“Any problem you face in a video game or in life is one of four things: an enemy, obstacle, puzzle, or trap. That’s it. Everyone you meet in life is one of those four things.”-from Nathan Hill’s The Nix
“Relationships flourish when we believe the best about others, not assume the worst.” -BJ Thompson
“We may give our human loves the unconditional allegiance which we owe only to God. Then they become gods: then they become demons. Then they will destroy us, and also destroy themselves. For natural loves that are allowed to become gods do not remain loves. They are still called so, but can become in fact complicated forms of hatred.” -C.S. Lewis, The Four Loves
“St John’s saying that God is love has long been balanced in my mind against the remark of a modern author (M. Denis de Rougemont) that ‘love ceases to be a demon only when he ceases to be a god’; which of course can be re-stated in the form ‘begins to be a demon the moment he begins to be a god’. This balance seems to me an indispensable safeguard.
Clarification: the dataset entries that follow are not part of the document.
use serde_json::{json, Map, Value};
use tracing::warn;

use super::{bound_ids, AddressComponent};

/// Administrative-level window of a control, e.g. `"city-settlement"`.
#[derive(Debug, Clone, Default, PartialEq, Eq)]
pub struct Bounds {
    pub from: Option<&'static str>,
    pub to: Option<&'static str>,
    /// Bound components from the top of the schema through `to`.
    pub all: Vec<&'static str>,
    /// The part of `all` starting at `from`.
    pub own: Vec<&'static str>,
}

impl Bounds {
    /// Resolves a `"from-to"` or `"level"` range against the schema.
    ///
    /// Ids that are unknown or can't bound a control are dropped. When
    /// neither end survives the bounds are empty.
    pub fn resolve(range: &str, components: &[AddressComponent]) -> Self {
        let available = bound_ids(components);
        let parts: Vec<&str> = range.trim().split('-').collect();

        let pick = |part: Option<&&str>| -> Option<&'static str> {
            let part = part?;
            let found = available.iter().copied().find(|id| id == part);
            if found.is_none() && !part.is_empty() {
                warn!(bound = %part, "Ignoring unknown address bound");
            }
            found
        };
        let from = pick(parts.first());
        let to = pick(parts.last());

        let mut all = Vec::new();
        let mut own = Vec::new();
        if from.is_some() || to.is_some() {
            let mut is_own = from.is_none();
            for id in available {
                if Some(id) == from {
                    is_own = true;
                }
                all.push(id);
                if is_own {
                    own.push(id);
                }
                if Some(id) == to {
                    break;
                }
            }
        }

        Bounds { from, to, all, own }
    }

    pub fn is_empty(&self) -> bool {
        self.own.is_empty()
    }

    /// `from_bound` / `to_bound` request parameters.
    pub fn params(&self) -> Map<String, Value> {
        let mut params = Map::new();
        if let Some(from) = self.from {
            params.insert("from_bound".to_string(), json!({ "value": from }));
        }
        if let Some(to) = self.to {
            params.insert("to_bound".to_string(), json!({ "value": to }));
        }
        params
    }

    /// Components whose fields make up a bounded value.
    ///
    /// A control showing only the city district needs its FIAS id too, or
    /// the composer would drop the district.
    pub fn value_components(&self) -> Vec<&'static str> {
        let mut components = self.own.clone();
        if components == ["city_district"] {
            components.push("city_district_fias_id");
        }
        components
    }
}

#[cfg(test)]
mod tests {
    use super::*;
    use crate::address::ADDRESS_COMPONENTS;

    #[test]
    fn test_resolve_range() {
        let bounds = Bounds::resolve("city-settlement", ADDRESS_COMPONENTS);
        assert_eq!(bounds.from, Some("city"));
        assert_eq!(bounds.to, Some("settlement"));
        assert_eq!(
            bounds.all,
            vec!["country", "region", "area", "city", "city_district", "settlement"]
        );
        assert_eq!(bounds.own, vec!["city", "city_district", "settlement"]);
    }

    #[test]
    fn test_resolve_single_level() {
        let bounds = Bounds::resolve(" street ", ADDRESS_COMPONENTS);
        assert_eq!(bounds.from, Some("street"));
        assert_eq!(bounds.to, Some("street"));
        assert_eq!(bounds.own, vec!["street"]);
        assert_eq!(bounds.all.last(), Some(&"street"));
    }

    #[test]
    fn test_resolve_open_ended() {
        let bounds = Bounds::resolve("street-nowhere", ADDRESS_COMPONENTS);
        assert_eq!(bounds.to, None);
        assert_eq!(bounds.own, vec!["street", "house", "flat"]);
        assert_eq!(bounds.all.len(), 9);

        let bounds = Bounds::resolve("nowhere-region", ADDRESS_COMPONENTS);
        assert_eq!(bounds.from, None);
        assert_eq!(bounds.own, vec!["country", "region"]);
    }

    #[test]
    fn test_resolve_invalid() {
        for range in ["", "planet", "region_fias_id", "-"] {
            let bounds = Bounds::resolve(range, ADDRESS_COMPONENTS);
            assert!(bounds.is_empty(), "{range:?}");
            assert!(bounds.all.is_empty());
            assert!(bounds.params().is_empty());
        }
    }

    #[test]
    fn test_params() {
        let params = Bounds::resolve("city-street", ADDRESS_COMPONENTS).params();
        assert_eq!(params["from_bound"], json!({"value": "city"}));
        assert_eq!(params["to_bound"], json!({"value": "street"}));
    }

    #[test]
    fn test_value_components() {
        let bounds = Bounds::resolve("city_district", ADDRESS_COMPONENTS);
        assert_eq!(bounds.value_components(), vec!["city_district", "city_district_fias_id"]);
        let bounds = Bounds::resolve("city-street", ADDRESS_COMPONENTS);
        assert_eq!(bounds.value_components(), bounds.own);
    }
}
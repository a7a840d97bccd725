//! Display strings composed from structured suggestion data.

use serde_json::{Map, Value};

use crate::common::{field_text, join_present};

#[derive(Debug, Clone, Copy, Default, PartialEq, Eq)]
pub struct ComposeOptions {
    /// Keep the city district whatever its origin.
    pub save_city_district: bool,
    /// Drop the city district unless `save_city_district` is set.
    pub exclude_city_district: bool,
}

/// `{with_type}`, else the short type and name joined, else the full type.
fn typed_part(data: &Map<String, Value>, with_type: &str, parts: [&str; 2], type_full: &str) -> String {
    if let Some(value) = field_text(data, with_type) {
        return value;
    }
    let joined = join_present(parts.iter().map(|key| field_text(data, key)), " ");
    if !joined.is_empty() {
        return joined;
    }
    field_text(data, type_full).unwrap_or_default()
}

fn level_part(data: &Map<String, Value>, level: &str) -> String {
    let short_type = format!("{level}_type");
    typed_part(
        data,
        &format!("{level}_with_type"),
        [short_type.as_str(), level],
        &format!("{level}_type_full"),
    )
}

/// Comma-joined address, country first.
pub fn compose_address_value(data: &Value, options: ComposeOptions) -> String {
    let empty = Map::new();
    let data = data.as_object().unwrap_or(&empty);

    let country = field_text(data, "country");
    // the region is the only level written name first: "Московская обл"
    let mut region = typed_part(data, "region_with_type", ["region", "region_type"], "region_type_full");
    let area = level_part(data, "area");
    let city = level_part(data, "city");
    let mut city_district = level_part(data, "city_district");
    let settlement = level_part(data, "settlement");
    let street = level_part(data, "street");
    let house = join_present(
        ["stead_type", "stead", "house_type", "house", "block_type", "block"]
            .iter()
            .map(|key| field_text(data, key)),
        " ",
    );
    let flat = join_present(["flat_type", "flat"].iter().map(|key| field_text(data, key)), " ");
    let postal_box = field_text(data, "postal_box").map(|number| format!("а/я {number}"));

    // "г Москва, г Москва"
    if region == city {
        region.clear();
    }

    if !options.save_city_district {
        if options.exclude_city_district {
            city_district.clear();
        } else if !city_district.is_empty() && field_text(data, "city_district_fias_id").is_none() {
            // districts without a FIAS id come from OKATO and are unreliable
            city_district.clear();
        }
    }

    join_present(
        [
            country,
            Some(region),
            Some(area),
            Some(city),
            Some(city_district),
            Some(settlement),
            Some(street),
            Some(house),
            Some(flat),
            postal_box,
        ],
        ", ",
    )
}

/// "Surname Name Patronymic", skipping missing parts.
pub fn compose_name_value(data: &Value) -> String {
    let empty = Map::new();
    let data = data.as_object().unwrap_or(&empty);
    join_present(
        ["surname", "name", "patronymic"].iter().map(|key| field_text(data, key)),
        " ",
    )
}

#[cfg(test)]
mod tests {
    use super::*;
    use serde_json::json;

    #[test]
    fn test_region_equal_to_city_is_dropped() {
        let data = json!({
            "region": "Moscow",
            "region_with_type": "Moscow",
            "city": "Moscow",
            "city_with_type": "Moscow"
        });
        assert_eq!(compose_address_value(&data, ComposeOptions::default()), "Moscow");
    }

    #[test]
    fn test_full_address() {
        let data = json!({
            "country": "Россия",
            "region_with_type": "Московская обл",
            "area_type": "р-н",
            "area": "Одинцовский",
            "city_with_type": "г Одинцово",
            "street_type": "ул",
            "street": "Маршала Жукова",
            "house_type": "д",
            "house": "10",
            "block_type": "к",
            "block": "2",
            "flat_type": "кв",
            "flat": "15"
        });
        assert_eq!(
            compose_address_value(&data, ComposeOptions::default()),
            "Россия, Московская обл, р-н Одинцовский, г Одинцово, ул Маршала Жукова, д 10 к 2, кв 15"
        );
    }

    #[test]
    fn test_region_name_comes_first() {
        let data = json!({"region": "Тульская", "region_type": "обл"});
        assert_eq!(compose_address_value(&data, ComposeOptions::default()), "Тульская обл");
        let data = json!({"region_type_full": "область"});
        assert_eq!(compose_address_value(&data, ComposeOptions::default()), "область");
    }

    #[test]
    fn test_city_district_rules() {
        let with_fias = json!({
            "city_with_type": "г Москва",
            "city_district_with_type": "р-н Арбат",
            "city_district_fias_id": "abc"
        });
        let without_fias = json!({
            "city_with_type": "г Москва",
            "city_district_with_type": "р-н Арбат"
        });

        let default = ComposeOptions::default();
        let save = ComposeOptions {
            save_city_district: true,
            ..Default::default()
        };
        let exclude = ComposeOptions {
            exclude_city_district: true,
            ..Default::default()
        };

        assert_eq!(compose_address_value(&with_fias, default), "г Москва, р-н Арбат");
        assert_eq!(compose_address_value(&without_fias, default), "г Москва");
        assert_eq!(compose_address_value(&without_fias, save), "г Москва, р-н Арбат");
        assert_eq!(compose_address_value(&with_fias, exclude), "г Москва");
        let both = ComposeOptions {
            save_city_district: true,
            exclude_city_district: true,
        };
        assert_eq!(compose_address_value(&with_fias, both), "г Москва, р-н Арбат");
    }

    #[test]
    fn test_postal_box() {
        let data = json!({"city_with_type": "г Тула", "postal_box": "15"});
        assert_eq!(compose_address_value(&data, ComposeOptions::default()), "г Тула, а/я 15");
    }

    #[test]
    fn test_empty_data() {
        assert_eq!(compose_address_value(&json!({}), ComposeOptions::default()), "");
        assert_eq!(compose_address_value(&Value::Null, ComposeOptions::default()), "");
    }

    #[test]
    fn test_compose_name_value() {
        let data = json!({"surname": "Иванов", "name": "Иван", "patronymic": null});
        assert_eq!(compose_name_value(&data), "Иванов Иван");
    }
}
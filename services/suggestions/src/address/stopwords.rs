//! Address words that are too common to be worth highlighting or matching on.

pub const ADDRESS_STOPWORDS: &[&str] = &[
    "ао", "аобл", "дом", "респ", "а/я", "аал", "автодорога", "аллея", "арбан", "аул", "б-р",
    "берег", "бугор", "вал", "вл", "волость", "въезд", "высел", "г", "городок", "гск", "д",
    "двлд", "днп", "дор", "дп", "ж/д_будка", "ж/д_казарм", "ж/д_оп", "ж/д_платф", "ж/д_пост",
    "ж/д_рзд", "ж/д_ст", "жилзона", "жилрайон", "жт", "заезд", "заимка", "зона", "к",
    "казарма", "канал", "кв", "кв-л", "км", "кольцо", "комн", "кордон", "коса", "кп", "край",
    "линия", "лпх", "м", "массив", "местность", "мкр", "мост", "н/п", "наб", "нп", "обл",
    "округ", "остров", "оф", "п", "п/о", "п/р", "п/ст", "парк", "пгт", "пер", "переезд", "пл",
    "пл-ка", "платф", "погост", "полустанок", "починок", "пр-кт", "проезд", "промзона",
    "просек", "просека", "проселок", "проток", "протока", "проулок", "р-н", "рзд", "россия",
    "рп", "ряды", "с", "с/а", "с/мо", "с/о", "с/п", "с/с", "сад", "сквер", "сл", "снт",
    "спуск", "ст", "ст-ца", "стр", "тер", "тракт", "туп", "у", "ул", "уч-к", "ф/х", "ферма",
    "х", "ш", "бульвар", "владение", "выселки", "гаражно-строительный", "город", "деревня",
    "домовладение", "дорога", "квартал", "километр", "комната", "корпус", "литер",
    "леспромхоз", "местечко", "микрорайон", "набережная", "область", "переулок", "платформа",
    "площадка", "площадь", "поселение", "поселок", "проспект", "разъезд", "район",
    "республика", "село", "сельсовет", "слобода", "сооружение", "станица", "станция",
    "строение", "территория", "тупик", "улица", "улус", "участок", "хутор", "шоссе",
];

#[cfg(test)]
mod tests {
    use super::*;

    #[test]
    fn test_stopwords_are_normalized() {
        for word in ADDRESS_STOPWORDS {
            assert_eq!(*word, crate::charset::format_token(word));
        }
    }

    #[test]
    fn test_common_types_present() {
        for word in ["г", "ул", "д", "кв", "обл", "р-н"] {
            assert!(ADDRESS_STOPWORDS.contains(&word));
        }
    }
}
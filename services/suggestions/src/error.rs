use thiserror::Error;

impl From<serde_json::Error> for SuggestionsError {
    fn from(error: serde_json::Error) -> Self {
        SuggestionsError::JsonError(error.to_string())
    }
}

impl From<toml::de::Error> for SuggestionsError {
    fn from(error: toml::de::Error) -> Self {
        SuggestionsError::Config(ConfigError::Parse(error.to_string()))
    }
}

#[derive(Debug, Error)]
pub enum SuggestionsError {
    #[error("Transport error: {0}")]
    Transport(#[from] TransportError),

    #[error("Highlight error: {0}")]
    Highlight(#[from] HighlightError),

    #[error("Configuration error: {0}")]
    Config(#[from] ConfigError),

    #[error("IO error: {0}")]
    Io(#[from] std::io::Error),

    #[error("JSON error: {0}")]
    JsonError(String),
}

#[derive(Debug, Error)]
pub enum TransportError {
    #[error("Request failed: {0}")]
    Request(String),

    #[error("Request aborted")]
    Aborted,

    #[error("Malformed response: {0}")]
    MalformedResponse(String),
}

#[derive(Debug, Error)]
pub enum HighlightError {
    #[error("Invalid highlight template. The replacement pattern \"$1\" was not found in {0:?}")]
    InvalidTemplate(String),
}

#[derive(Debug, Error)]
pub enum ConfigError {
    #[error("Parse error: {0}")]
    Parse(String),

    #[error("Invalid value for {field}: {value}")]
    InvalidValue { field: String, value: String },
}

pub type Result<T> = std::result::Result<T, SuggestionsError>;

#[cfg(test)]
mod tests {
    use super::*;

    #[test]
    fn test_error_display() {
        let err = TransportError::Aborted;
        assert_eq!(format!("{}", err), "Request aborted");
    }

    #[test]
    fn test_highlight_error() {
        let err = HighlightError::InvalidTemplate("<b></b>".to_string());
        assert_eq!(
            format!("{}", err),
            "Invalid highlight template. The replacement pattern \"$1\" was not found in \"<b></b>\""
        );
    }

    #[test]
    fn test_config_error_wraps() {
        let err: SuggestionsError = ConfigError::InvalidValue {
            field: "count".to_string(),
            value: "many".to_string(),
        }
        .into();
        assert_eq!(
            format!("{}", err),
            "Configuration error: Invalid value for count: many"
        );
    }
}
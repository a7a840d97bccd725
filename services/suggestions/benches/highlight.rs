use criterion::{black_box, criterion_group, criterion_main, Criterion};
use suggestions::{find_match, highlight_matches, HighlightOptions, Suggestion, SuggestionType, ADDRESS_STOPWORDS};

const VALUES: &[&str] = &[
    "г Москва, ул Тверская, д 7",
    "Московская обл, г Мытищи, ул Мира, д 10",
    "г Санкт-Петербург, пр-кт Невский, д 28",
    "Респ Татарстан, г Казань, ул Баумана, д 1",
];

fn bench_highlight(c: &mut Criterion) {
    let options = HighlightOptions::with_stopwords(ADDRESS_STOPWORDS);
    c.bench_function("highlight_address", |b| {
        b.iter(|| {
            for value in VALUES {
                black_box(highlight_matches(value, black_box("моск тверская 7"), &options));
            }
        })
    });

    let party = HighlightOptions::default().max_length(50);
    c.bench_function("highlight_long_words", |b| {
        b.iter(|| {
            black_box(highlight_matches(
                "ОБЩЕСТВО С ОГРАНИЧЕННОЙ ОТВЕТСТВЕННОСТЬЮ \"САНКТ-ПЕТЕРБУРГСКАЯ ТОРГОВАЯ КОМПАНИЯ\"",
                black_box("санкт торг"),
                &party,
            ))
        })
    });
}

fn bench_match(c: &mut Criterion) {
    let suggestions: Vec<Suggestion> = VALUES.iter().map(|value| Suggestion::new(value)).collect();
    let matchers = SuggestionType::Address.matchers();
    c.bench_function("find_match_address", |b| {
        b.iter(|| black_box(find_match(&matchers, black_box("москва тверская 7"), &suggestions)))
    });
}

criterion_group!(benches, bench_highlight, bench_match);
criterion_main!(benches);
If we ignore it the truth that God is love may slyly come to mean for us the converse, that love is God.” -C.S. Lewis, The Four Loves
“Where Need-love is felt there may be reasons for denying or totally mortifying it; but not to feel it is in general the mark of the cold egoist. Since we do in reality need one another (‘it is not good for man to be alone’), then the failure of this need to appear as Need-love in consciousness—in other words, the illusory feeling that it is good for us to be alone—is a bad spiritual symptom; just as lack of appetite is a bad medical symptom because men do really need food.” -C.S. Lewis, The Four Loves
“He lacks nothing, but our Need-love, as Plato saw, is ‘the son of Poverty’. It is the accurate reflection in consciousness of our actual nature. We are born helpless. As soon as we are fully conscious we discover loneliness. We need others physically, emotionally, intellectually; we need them if we are to know anything, even ourselves.” -C.S. Lewis, The Four Loves
“Tim Keller once defined forgiveness as resolving not to bring the offence up again with God, with the person who offended us, or with ourselves. Often it is the final one of these that is the most difficult.” Sam Allberry, Why Bother With Church?